Segment Start: AVAILABLE DATA

// src/demo_scene.rs

use std::collections::{BTreeSet, HashMap};
use std::f32::consts::{FRAC_PI_2, PI};
use std::time::Duration;

use glam::{Quat, Vec2, Vec3};
use tokio::sync::mpsc;

use crate::engine_lib::anchor::WorldId;
use crate::engine_lib::pose::Pose;
use crate::engine_lib::trigger::TriggerConfig;
use crate::engine_lib::world::{FloorPatch, PortalSpec, World, WorldQuad};
use crate::engine_lib::world_switch::{LoadMode, WorldLoaded, WorldLoader};

const WALL_HEIGHT: f32 = 4.0;

struct Palette {
    floor: [f32; 4],
    walls: [[f32; 4]; 4],
    pillar: [f32; 4],
}

const PALETTE_A: Palette = Palette {
    floor: [0.25, 0.45, 0.25, 1.0],
    walls: [[0.3, 0.3, 0.8, 1.0], [0.8, 0.8, 0.3, 1.0], [0.9, 0.9, 0.9, 1.0], [0.5, 0.5, 0.5, 1.0]],
    pillar: [0.9, 0.5, 0.2, 1.0],
};

const PALETTE_B: Palette = Palette {
    floor: [0.45, 0.2, 0.2, 1.0],
    walls: [[0.2, 0.6, 0.6, 1.0], [0.6, 0.2, 0.6, 1.0], [0.15, 0.15, 0.2, 1.0], [0.7, 0.65, 0.55, 1.0]],
    pillar: [0.3, 0.8, 0.4, 1.0],
};

/// Render layer of a world's geometry.
pub fn world_layer(id: WorldId) -> u8 {
    match id {
        WorldId::A => 0,
        WorldId::B => 1,
    }
}

fn floor_quad(min: Vec2, max: Vec2, height: f32, color: [f32; 4], layer: u8) -> WorldQuad {
    WorldQuad {
        corners: [
            Vec3::new(min.x, height, min.y),
            Vec3::new(max.x, height, min.y),
            Vec3::new(max.x, height, max.y),
            Vec3::new(min.x, height, max.y),
        ],
        color,
        layer,
    }
}

// Vertical quad along the ground segment a -> b.
fn wall(a: Vec2, b: Vec2, bottom: f32, top: f32, color: [f32; 4], layer: u8) -> WorldQuad {
    WorldQuad {
        corners: [
            Vec3::new(a.x, bottom, a.y),
            Vec3::new(b.x, bottom, b.y),
            Vec3::new(b.x, top, b.y),
            Vec3::new(a.x, top, a.y),
        ],
        color,
        layer,
    }
}

fn pillar(center: Vec2, half: f32, height: f32, color: [f32; 4], layer: u8) -> [WorldQuad; 4] {
    let c = [
        center + Vec2::new(-half, -half),
        center + Vec2::new(half, -half),
        center + Vec2::new(half, half),
        center + Vec2::new(-half, half),
    ];
    [0, 1, 2, 3].map(|i| wall(c[i], c[(i + 1) % 4], 0.0, height, color, layer))
}

fn room(id: WorldId, name: &str, half_size: f32, palette: &Palette, pillars: &[Vec2], spawn: Pose) -> World {
    let layer = world_layer(id);
    let min = Vec2::splat(-half_size);
    let max = Vec2::splat(half_size);
    let corners = [min, Vec2::new(max.x, min.y), max, Vec2::new(min.x, max.y)];

    let mut quads = vec![floor_quad(min, max, 0.0, palette.floor, layer)];
    for i in 0..4 {
        quads.push(wall(corners[i], corners[(i + 1) % 4], 0.0, WALL_HEIGHT, palette.walls[i], layer));
    }
    for &center in pillars {
        quads.extend(pillar(center, 0.4, WALL_HEIGHT * 0.75, palette.pillar, layer));
    }

    World {
        id,
        name: name.to_string(),
        quads,
        floors: vec![FloorPatch { min, max, height: 0.0 }],
        portals: Vec::new(),
        spawn,
    }
}

fn gate_pose(id: WorldId) -> Pose {
    match id {
        // Faces +Z, back against the far wall.
        WorldId::A => Pose::new(Vec3::new(0.0, 1.1, -9.0), Quat::from_rotation_y(PI)),
        // Faces +X.
        WorldId::B => Pose::new(Vec3::new(-11.0, 1.1, 0.0), Quat::from_rotation_y(-FRAC_PI_2)),
    }
}

/// Builds one demo world. Each world has a fixed gate into the other world, linked to a
/// record of the other world's gate.
pub fn build_world(id: WorldId, trigger: &TriggerConfig) -> World {
    let mut world = match id {
        WorldId::A => room(
            id,
            "Courtyard",
            10.0,
            &PALETTE_A,
            &[Vec2::new(-4.0, -3.0), Vec2::new(4.0, -3.0), Vec2::new(-4.0, 3.0), Vec2::new(4.0, 3.0)],
            Pose::new(Vec3::new(0.0, 0.0, 5.0), Quat::IDENTITY),
        ),
        WorldId::B => room(
            id,
            "Hall",
            12.0,
            &PALETTE_B,
            &[Vec2::new(0.0, -6.0), Vec2::new(0.0, 6.0), Vec2::new(6.0, 0.0)],
            Pose::new(Vec3::new(0.0, 0.0, 0.0), Quat::from_rotation_y(FRAC_PI_2)),
        ),
    };

    let other = id.paired();
    let mut gate = PortalSpec::new(format!("gate_to_{}", other), gate_pose(id));
    gate.trigger = Some(trigger.clone());
    gate.link = Some(1);

    let mut record = PortalSpec::new(format!("gate_of_{}", other), gate_pose(other));
    record.world = Some(other);
    record.link = Some(0);

    world.portals = vec![gate, record];
    world
}

struct Completed {
    loaded: WorldLoaded,
    generation: u64,
    world: World,
}

/// Builds demo worlds on the tokio runtime. Completions arrive through a channel and are
/// drained by [`WorldLoader::poll_loaded`]; the built world is then picked up with
/// [`AsyncWorldLoader::take_world`].
///
/// Additive loads are shifted by `world_offset` so they sit in their own region. A single
/// load supersedes everything requested before it; additive requests made while it is in
/// flight are deferred until it completes.
pub struct AsyncWorldLoader {
    runtime: tokio::runtime::Handle,
    tx: mpsc::UnboundedSender<Completed>,
    rx: mpsc::UnboundedReceiver<Completed>,
    trigger: TriggerConfig,
    world_offset: Vec3,
    load_delay: Duration,
    generation: u64,
    current: Option<WorldId>,
    single_in_flight: Option<WorldId>,
    additive_in_flight: BTreeSet<WorldId>,
    deferred_additive: Vec<WorldId>,
    loaded: BTreeSet<WorldId>,
    ready: HashMap<WorldId, World>,
}

impl AsyncWorldLoader {
    pub fn new(runtime: tokio::runtime::Handle, trigger: TriggerConfig, world_offset: Vec3) -> Self {
        let (tx, rx) = mpsc::unbounded_channel();
        Self {
            runtime,
            tx,
            rx,
            trigger,
            world_offset,
            load_delay: Duration::ZERO,
            generation: 0,
            current: None,
            single_in_flight: None,
            additive_in_flight: BTreeSet::new(),
            deferred_additive: Vec::new(),
            loaded: BTreeSet::new(),
            ready: HashMap::new(),
        }
    }

    /// Artificial latency before each world is built.
    pub fn with_load_delay(mut self, delay: Duration) -> Self {
        self.load_delay = delay;
        self
    }

    /// World built by the load just reported by `poll_loaded`.
    pub fn take_world(&mut self, world: WorldId) -> Option<World> {
        self.ready.remove(&world)
    }

    fn spawn_load(&self, world: WorldId, mode: LoadMode) {
        let tx = self.tx.clone();
        let trigger = self.trigger.clone();
        let offset = self.world_offset;
        let delay = self.load_delay;
        let generation = self.generation;

        self.runtime.spawn(async move {
            if !delay.is_zero() {
                tokio::time::sleep(delay).await;
            }
            let built = build_world(world, &trigger);
            let built = match mode {
                LoadMode::Single => built,
                LoadMode::Additive => built.offset_by(offset),
            };
            let done = Completed {
                loaded: WorldLoaded { world, mode },
                generation,
                world: built,
            };
            if tx.send(done).is_err() {
                log::debug!("[Loader] Receiver gone; dropping load of {}", world);
            }
        });
    }
}

impl WorldLoader for AsyncWorldLoader {
    fn load_world(&mut self, world: WorldId, mode: LoadMode) {
        match mode {
            LoadMode::Single => {
                self.generation += 1;
                self.single_in_flight = Some(world);
                self.additive_in_flight.clear();
                self.deferred_additive.clear();
                log::info!("[Loader] Loading world {}...", world);
                self.spawn_load(world, mode);
            }
            LoadMode::Additive if self.single_in_flight.is_some() => {
                if !self.deferred_additive.contains(&world) {
                    self.deferred_additive.push(world);
                }
            }
            LoadMode::Additive => {
                self.additive_in_flight.insert(world);
                self.spawn_load(world, mode);
            }
        }
    }

    fn current_world_id(&self) -> Option<WorldId> {
        self.current
    }

    /// Loaded, or already on its way.
    fn is_loaded(&self, world: WorldId) -> bool {
        self.loaded.contains(&world)
            || self.single_in_flight == Some(world)
            || self.additive_in_flight.contains(&world)
            || self.deferred_additive.contains(&world)
    }

    fn poll_loaded(&mut self) -> Option<WorldLoaded> {
        while let Ok(done) = self.rx.try_recv() {
            if done.generation != self.generation {
                log::debug!("[Loader] Discarding superseded load of {}", done.loaded.world);
                continue;
            }
            let world = done.loaded.world;
            match done.loaded.mode {
                LoadMode::Single => {
                    self.single_in_flight = None;
                    self.current = Some(world);
                    self.loaded.clear();
                    self.ready.clear();
                    self.loaded.insert(world);
                    for additive in std::mem::take(&mut self.deferred_additive) {
                        if additive != world {
                            self.additive_in_flight.insert(additive);
                            self.spawn_load(additive, LoadMode::Additive);
                        }
                    }
                }
                LoadMode::Additive => {
                    self.additive_in_flight.remove(&world);
                    if self.current == Some(world) {
                        continue;
                    }
                    self.loaded.insert(world);
                }
            }
            self.ready.insert(world, done.world);
            return Some(done.loaded);
        }
        None
    }
}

Segment End: AVAILABLE DATA

Find the string "Option" in the data. Report each line it appears in.

**TASK ANSWER:**
    current: Option<WorldId>,
    single_in_flight: Option<WorldId>,
    pub fn take_world(&mut self, world: WorldId) -> Option<World> {
    fn current_world_id(&self) -> Option<WorldId> {
    fn poll_loaded(&mut self) -> Option<WorldLoaded> {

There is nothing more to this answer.